# poop



## christine.

A few days after getting my beautiful 8-9 week old hedgie I put a makeshift litter pan in her cage out of a cut up popcorn box and paper towel lining it, i put in in one of the 2 corners that she uses the most for those activities, after just 2 days i went to find all of her pee in it, and 1 out of 2 poops in there! i was so excited thinking i was off to a good start!

that was yesterday

today i woke up, and the only thing that i could think to say was 'THERE IS S**T EVERYWHERE' apparently she pooped on her wheel, then ran on it, and it litterally had a coating of poo all over the entire wheel, some on the floor, and some on the wall of the cage! (its solid plastic for a few inches up then caging on all sides)

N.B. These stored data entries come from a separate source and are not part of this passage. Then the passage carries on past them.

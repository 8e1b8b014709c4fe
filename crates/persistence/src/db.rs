//! Connection pool and schema setup.

use sqlx::migrate::MigrateError;
use sqlx::postgres::PgPoolOptions;
use sqlx::PgPool;
use std::time::Duration;

/// Pool settings, filled from the `[database]` config section.
#[derive(Debug, Clone)]
pub struct DatabaseConfig {
    pub url: String,
    pub max_connections: u32,
    pub min_connections: u32,
    pub connect_timeout_secs: u64,
    pub idle_timeout_secs: u64,
}

/// Creates a PostgreSQL connection pool with the given configuration.
pub async fn create_pool(config: &DatabaseConfig) -> Result<PgPool, sqlx::Error> {
    PgPoolOptions::new()
        .max_connections(config.max_connections)
        .min_connections(config.min_connections)
        .acquire_timeout(Duration::from_secs(config.connect_timeout_secs))
        .idle_timeout(Duration::from_secs(config.idle_timeout_secs))
        .connect(&config.url)
        .await
}

/// Apply the embedded schema migrations.
pub async fn run_migrations(pool: &PgPool) -> Result<(), MigrateError> {
    sqlx::migrate!("./src/migrations").run(pool).await?;
    tracing::info!("Database migrations applied");
    Ok(())
}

Half the reason im posting this is because i am sure most of you have had similar lovely experiences, and i just loved speed scrubbing my wheel before going to work

and the other reason is my slight hope that i can do something to help the process along, i really dont want to be dealing with that all of the time! (i put a little bit of her poop in the box to try and get her to take the hint)


----------



## Shelbys Mom

Unfortunately most Hedgies poop on their wheel  
So your pretty much stuck with a poopy wheel every morning  
To keep the cage a little cleaner you can put a litter pan (small cookie sheet works) under the wheel. Or you can put a paper towel under the front of the wheel so it will catch most of the run off. And with the litter pan under the wheel they can sort of "wipe" their feet off as their walking away from the wheel.


----------



## hedgewawa

I was going to actually post on this subject today. I have to say that after getting my two hedgehogs I think that anyone getting a pet should ask what kind of poop they have before they get them. 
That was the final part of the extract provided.